Depuis des années, Ousmane Sonko s’était présenté comme l’homme providentiel, celui qui allait enfin balayer les pratiques politiques dépassées au Sénégal. Pourtant, après deux années passées à la tête du pays, le constat est sans appel : la réalité du pouvoir a révélé les limites de son leadership et l’écart abyssal entre ses discours de campagne et les exigences de la gouvernance.

Deux années de gouvernance : un vide politique et économique
Gouverner un pays ne se résume pas à tenir des discours enflammés ni à brandir des slogans révolutionnaires. Deux ans après son accession aux responsabilités suprêmes, le gouvernement Sonko n’a pas su concrétiser les attentes populaires. Le pouvoir d’achat reste en berne, le chômage des jeunes persiste, et les réformes structurelles promises tardent à voir le jour. Entre tâtonnements économiques et absence de vision claire, la gestion actuelle laisse le peuple face à une impasse.
L’incapacité à traduire les promesses en actions tangibles révèle une vérité crue : maîtriser l’art oratoire ne suffit pas à diriger un État. Le costume du Premier ministre s’est avéré trop grand pour celui qui se croyait investi d’une mission divine.
Éthique bafouée : le grand écart entre les discours et les actes
Ousmane Sonko avait bâti sa réputation sur un engagement sans faille en faveur d’une moralisation de la vie publique. Pourtant, une fois au pouvoir, les pratiques ont rapidement trahi ces principes. Le népotisme, les passe-droits et le manque de transparence sont devenus les marqueurs de sa gouvernance. En érigeant le dogmatisme en méthode de gestion, il a sacrifié les valeurs républicaines au profit d’intérêts partisans, décevant une jeunesse en quête de probité.

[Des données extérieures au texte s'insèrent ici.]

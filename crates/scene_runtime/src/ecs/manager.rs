//! ECS manager
//!
//! Owns the entity registry, drives dependency-ordered initialization
//! and the per-frame update passes, and rebuilds the spatial index
//! from current transforms every frame so proximity queries are never
//! stale.

use std::collections::HashMap;

use crate::scene::{ObjectId, Scene};
use crate::spatial::{QuadTree, QuadTreeConfig, Rect};
use crate::workers::WorkerPool;

use super::component::{ComponentCtx, ComponentKind};
use super::entity::Entity;
use super::registry::ComponentRegistry;

#[derive(Debug, Clone, Copy, PartialEq, Eq)]
enum VisitMark {
    Visiting,
    Visited,
}

/// Coordinator for entities, components and spatial queries
pub struct EcsManager {
    registry: ComponentRegistry,
    entities: HashMap<ObjectId, Entity>,
    quadtree: QuadTree,
    world_bounds: Rect,
    spatial_config: QuadTreeConfig,
    workers: Option<WorkerPool>,
}

impl EcsManager {
    /// Create a manager indexing the given world bounds
    pub fn new(world_bounds: Rect, spatial_config: QuadTreeConfig) -> Self {
        Self {
            registry: ComponentRegistry::with_builtins(),
            entities: HashMap::new(),
            quadtree: QuadTree::new(world_bounds, spatial_config),
            world_bounds,
            spatial_config,
            workers: None,
        }
    }

    /// Component kind registry
    pub fn registry(&self) -> &ComponentRegistry {
        &self.registry
    }

    /// Component kind registry, mutable
    pub fn registry_mut(&mut self) -> &mut ComponentRegistry {
        &mut self.registry
    }

    /// Create (or return the existing) entity for a scene object
    pub fn create_entity(&mut self, id: ObjectId) -> &mut Entity {
        self.entities.entry(id).or_insert_with(|| Entity::new(id))
    }

    /// Look up the entity for an object
    pub fn get_entity(&self, id: ObjectId) -> Option<&Entity> {
        self.entities.get(&id)
    }

    /// Look up the entity for an object, mutably
    pub fn get_entity_mut(&mut self, id: ObjectId) -> Option<&mut Entity> {
        self.entities.get_mut(&id)
    }

    /// Attach a component to an object's entity, creating the entity
    /// on first use and resolving component dependencies
    pub fn add_component(
        &mut self,
        id: ObjectId,
        component: Box<dyn super::component::Component>,
    ) {
        let entity = self.entities.entry(id).or_insert_with(|| Entity::new(id));
        entity.add_component(&mut self.registry, component);
    }

    /// Detach all components and drop the entity; no-op if unknown
    pub fn remove_entity(&mut self, id: ObjectId) {
        if let Some(mut entity) = self.entities.remove(&id) {
            entity.detach_all();
        }
    }

    /// Number of registered entities
    pub fn entity_count(&self) -> usize {
        self.entities.len()
    }

    /// Scene-wide initialization in dependency order.
    ///
    /// A depth-first traversal over each entity's component dependency
    /// graph produces a global order; `awake` runs for every enabled
    /// component in that order, then a second full pass runs `start`,
    /// so all awakes complete before any start. A component revisited
    /// while still on the traversal stack is a circular dependency:
    /// it is logged and its branch skipped, and initialization
    /// continues for the rest of the graph.
    pub fn initialize_entities(&mut self, scene: &mut Scene) {
        let mut order: Vec<(ObjectId, ComponentKind)> = Vec::new();
        let mut marks: HashMap<(ObjectId, ComponentKind), VisitMark> = HashMap::new();

        for (&id, entity) in &self.entities {
            for kind in entity.component_kinds() {
                Self::visit(entity, id, kind, &mut marks, &mut order);
            }
        }

        for &(id, kind) in &order {
            let Some(entity) = self.entities.get_mut(&id) else {
                continue;
            };
            let Some(object) = scene.get_mut(id) else {
                continue;
            };
            if let Some(component) = entity.get_component_mut(kind) {
                if component.is_enabled() {
                    component.awake(&mut ComponentCtx { object });
                }
            }
        }

        for &(id, kind) in &order {
            let Some(entity) = self.entities.get_mut(&id) else {
                continue;
            };
            let Some(object) = scene.get_mut(id) else {
                continue;
            };
            if let Some(component) = entity.get_component_mut(kind) {
                if component.is_enabled() {
                    component.start(&mut ComponentCtx { object });
                }
            }
        }

        self.rebuild_spatial_index(scene);
    }

    fn visit(
        entity: &Entity,
        id: ObjectId,
        kind: ComponentKind,
        marks: &mut HashMap<(ObjectId, ComponentKind), VisitMark>,
        order: &mut Vec<(ObjectId, ComponentKind)>,
    ) {
        match marks.get(&(id, kind)) {
            Some(VisitMark::Visited) => return,
            Some(VisitMark::Visiting) => {
                log::warn!("circular component dependency involving {kind} on {id:?}; skipping branch");
                return;
            }
            None => {}
        }

        marks.insert((id, kind), VisitMark::Visiting);

        if let Some(component) = entity.get_component(kind) {
            for dep in component.dependencies() {
                if entity.has_component(dep.kind) {
                    Self::visit(entity, id, dep.kind, marks, order);
                }
            }
        }

        marks.insert((id, kind), VisitMark::Visited);
        order.push((id, kind));
    }

    /// Per-frame component update, then an unconditional spatial
    /// rebuild so next frame's queries see fresh transforms.
    pub fn update_entities(&mut self, scene: &mut Scene, dt: f32) {
        for (&id, entity) in &mut self.entities {
            if let Some(object) = scene.get_mut(id) {
                entity.update_components(&mut ComponentCtx { object }, dt);
            }
        }
        for (&id, entity) in &mut self.entities {
            if let Some(object) = scene.get_mut(id) {
                entity.late_update_components(&mut ComponentCtx { object }, dt);
            }
        }
        self.rebuild_spatial_index(scene);
    }

    /// Rebuild the quadtree from every live scene object's transform.
    ///
    /// All objects are indexed, not just those with components, so
    /// script-driven movers participate in proximity queries too.
    pub fn rebuild_spatial_index(&mut self, scene: &Scene) {
        self.quadtree = QuadTree::new(self.world_bounds, self.spatial_config);
        for (id, object) in scene.iter() {
            let half = object.bounds / 2.0;
            self.quadtree.insert(Rect::new(
                object.transform.position.x - half,
                object.transform.position.z - half,
                object.bounds,
                object.bounds,
                id.to_raw(),
            ));
        }
    }

    /// Objects whose bounds intersect the rectangle with minimum
    /// corner (x, z) and extents (w, h)
    pub fn query_area(&self, x: f32, z: f32, w: f32, h: f32) -> Vec<ObjectId> {
        let mut found = Vec::new();
        self.quadtree
            .query(&Rect::new(x, z, w, h, 0), &mut found);
        found.iter().map(|r| ObjectId::from_raw(r.id)).collect()
    }

    /// Objects whose position lies within Euclidean distance `r` of
    /// (x, z): a broad bounding-box query narrowed by the exact
    /// distance test, so the result is exact rather than approximate.
    pub fn query_radius(&self, scene: &Scene, x: f32, z: f32, r: f32) -> Vec<ObjectId> {
        self.query_area(x - r, z - r, r * 2.0, r * 2.0)
            .into_iter()
            .filter(|&id| {
                scene.get(id).is_some_and(|object| {
                    let dx = object.transform.position.x - x;
                    let dz = object.transform.position.z - z;
                    dx * dx + dz * dz <= r * r
                })
            })
            .collect()
    }

    /// Install the worker pool used while in play mode
    pub fn set_worker_pool(&mut self, pool: WorkerPool) {
        self.workers = Some(pool);
    }

    /// Access the worker pool, if running
    pub fn workers_mut(&mut self) -> Option<&mut WorkerPool> {
        self.workers.as_mut()
    }

    /// Terminate and clear any outstanding workers (play-mode exit)
    pub fn terminate_all_workers(&mut self) {
        if let Some(mut pool) = self.workers.take() {
            log::info!("terminating worker pool ({} tasks outstanding)", pool.pending());
            pool.terminate();
        }
    }
}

Ce revirement éthique a achevé de saper la confiance que certains lui avaient accordée. La jeunesse sénégalaise, qui voyait en lui un rempart contre la corruption, découvre aujourd’hui un dirigeant qui a troqué les idéaux contre les compromis.
Un coup de force institutionnel aux relents autoritaires
Le point d’orgue de cette dérive reste sans doute sa tentative de contourner les institutions. En forçant un schéma institutionnel contesté, Ousmane Sonko a franchi une ligne rouge, suscitant l’indignation des juristes et des observateurs. Vouloir tordre les textes fondamentaux de la République pour asseoir son autorité relève davantage des régimes autoritaires que des démocraties.
Ce mépris affiché pour la Constitution et les mécanismes de contrôle parlementaire achève de discréditer l’homme. Le peuple sénégalais n’a plus besoin de prophètes autoproclamés, mais de dirigeants capables de respecter l’État de droit.
Le temps de la lucidité politique est venu
L’histoire retiendra qu’Ousmane Sonko n’était pas la solution attendue, mais une impasse. Après deux années de promesses non tenues, de dérive éthique et de méthodes anticonstitutionnelles, le mythe s’effondre. Les citoyens doivent désormais juger l’homme sur ses actes, et non sur ses discours.
Face à l’incompétence flagrante, au reniement des valeurs et aux tentatives de déstabilisation des institutions, l’heure est à la résistance républicaine. Le Sénégal mérite mieux que des figures messianiques : il a besoin de dirigeants intègres, compétents et respectueux des règles démocratiques.